What you will do: Transcribe each record below character for character.

(Saved entries)
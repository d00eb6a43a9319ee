//! CLI for hwstats: one-shot hardware telemetry snapshots.

mod commands;
mod format;

use std::path::PathBuf;

use clap::{Parser, Subcommand};

#[derive(Parser)]
#[command(name = "hwstats")]
#[command(about = "hwstats: point-in-time hardware telemetry")]
#[command(version = hwstats_core::VERSION)]
struct Cli {
    /// JSON config file (fields missing from the file keep their defaults)
    #[arg(long, global = true)]
    config: Option<PathBuf>,

    /// Network counter source: interface (link counters) or process (nettop)
    #[arg(long, global = true, value_parser = ["interface", "process"])]
    network_mode: Option<String>,

    /// Keep only the N busiest processes in the CPU list
    #[arg(long, global = true)]
    limit: Option<usize>,

    #[command(subcommand)]
    command: Commands,
}

#[derive(Subcommand)]
enum Commands {
    /// List every reader and whether it can run on this machine
    List,

    /// Take one snapshot from each requested reader
    Read {
        /// Reader kinds (cpu, gpu, ram, battery, fans, network, sensors); default: all available
        kinds: Vec<String>,

        /// Print snapshots as JSON, one object per line
        #[arg(long)]
        json: bool,
    },

    /// Poll one reader repeatedly
    Watch {
        /// Reader kind
        kind: String,

        /// Seconds between reads
        #[arg(long, default_value = "1.0")]
        interval: f64,

        /// Stop after N reads (default: run until interrupted)
        #[arg(long)]
        count: Option<usize>,

        /// Print snapshots as JSON, one object per line
        #[arg(long)]
        json: bool,
    },
}

fn main() {
    env_logger::init();
    let cli = Cli::parse();

    let options = commands::FactoryOptions {
        config_path: cli.config.as_deref(),
        network_mode: cli.network_mode.as_deref(),
        limit: cli.limit,
    };

    match cli.command {
        Commands::List => commands::list::run(&options),
        Commands::Read { kinds, json } => commands::read::run(&options, &kinds, json),
        Commands::Watch {
            kind,
            interval,
            count,
            json,
        } => commands::watch::run(&options, &kind, interval, count, json),
    }
}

Your response:
repository d00eb6a43a9319ee
//! CLI for hwstats: one-shot hardware telemetry snapshots.

mod commands;
mod format;

use std::path::PathBuf;

use clap::{Parser, Subcommand};

#[derive(Parser)]
#[command(name = "hwstats")]
#[command(about = "hwstats: point-in-time hardware telemetry")]
#[command(version = hwstats_core::VERSION)]
struct Cli {
    /// JSON config file (fields missing from the file keep their defaults)
    #[arg(long, global = true)]
    config: Option<PathBuf>,

    /// Network counter source: interface (link counters) or process (nettop)
    #[arg(long, global = true, value_parser = ["interface", "process"])]
    network_mode: Option<String>,

    /// Keep only the N busiest processes in the CPU list
    #[arg(long, global = true)]
    limit: Option<usize>,

    #[command(subcommand)]
    command: Commands,
}

#[derive(Subcommand)]
enum Commands {
    /// List every reader and whether it can run on this machine
    List,

    /// Take one snapshot from each requested reader
    Read {
        /// Reader kinds (cpu, gpu, ram, battery, fans, network, sensors); default: all available
        kinds: Vec<String>,

        /// Print snapshots as JSON, one object per line
        #[arg(long)]
        json: bool,
    },

    /// Poll one reader repeatedly
    Watch {
        /// Reader kind
        kind: String,

        /// Seconds between reads
        #[arg(long, default_value = "1.0")]
        interval: f64,

        /// Stop after N reads (default: run until interrupted)
        #[arg(long)]
        count: Option<usize>,

        /// Print snapshots as JSON, one object per line
        #[arg(long)]
        json: bool,
    },
}

fn main() {
    env_logger::init();
    let cli = Cli::parse();

    let options = commands::FactoryOptions {
        config_path: cli.config.as_deref(),
        network_mode: cli.network_mode.as_deref(),
        limit: cli.limit,
    };

    match cli.command {
        Commands::List => commands::list::run(&options),
        Commands::Read { kinds, json } => commands::read::run(&options, &kinds, json),
        Commands::Watch {
            kind,
            interval,
            count,
            json,
        } => commands::watch::run(&options, &kind, interval, count, json),
    }
}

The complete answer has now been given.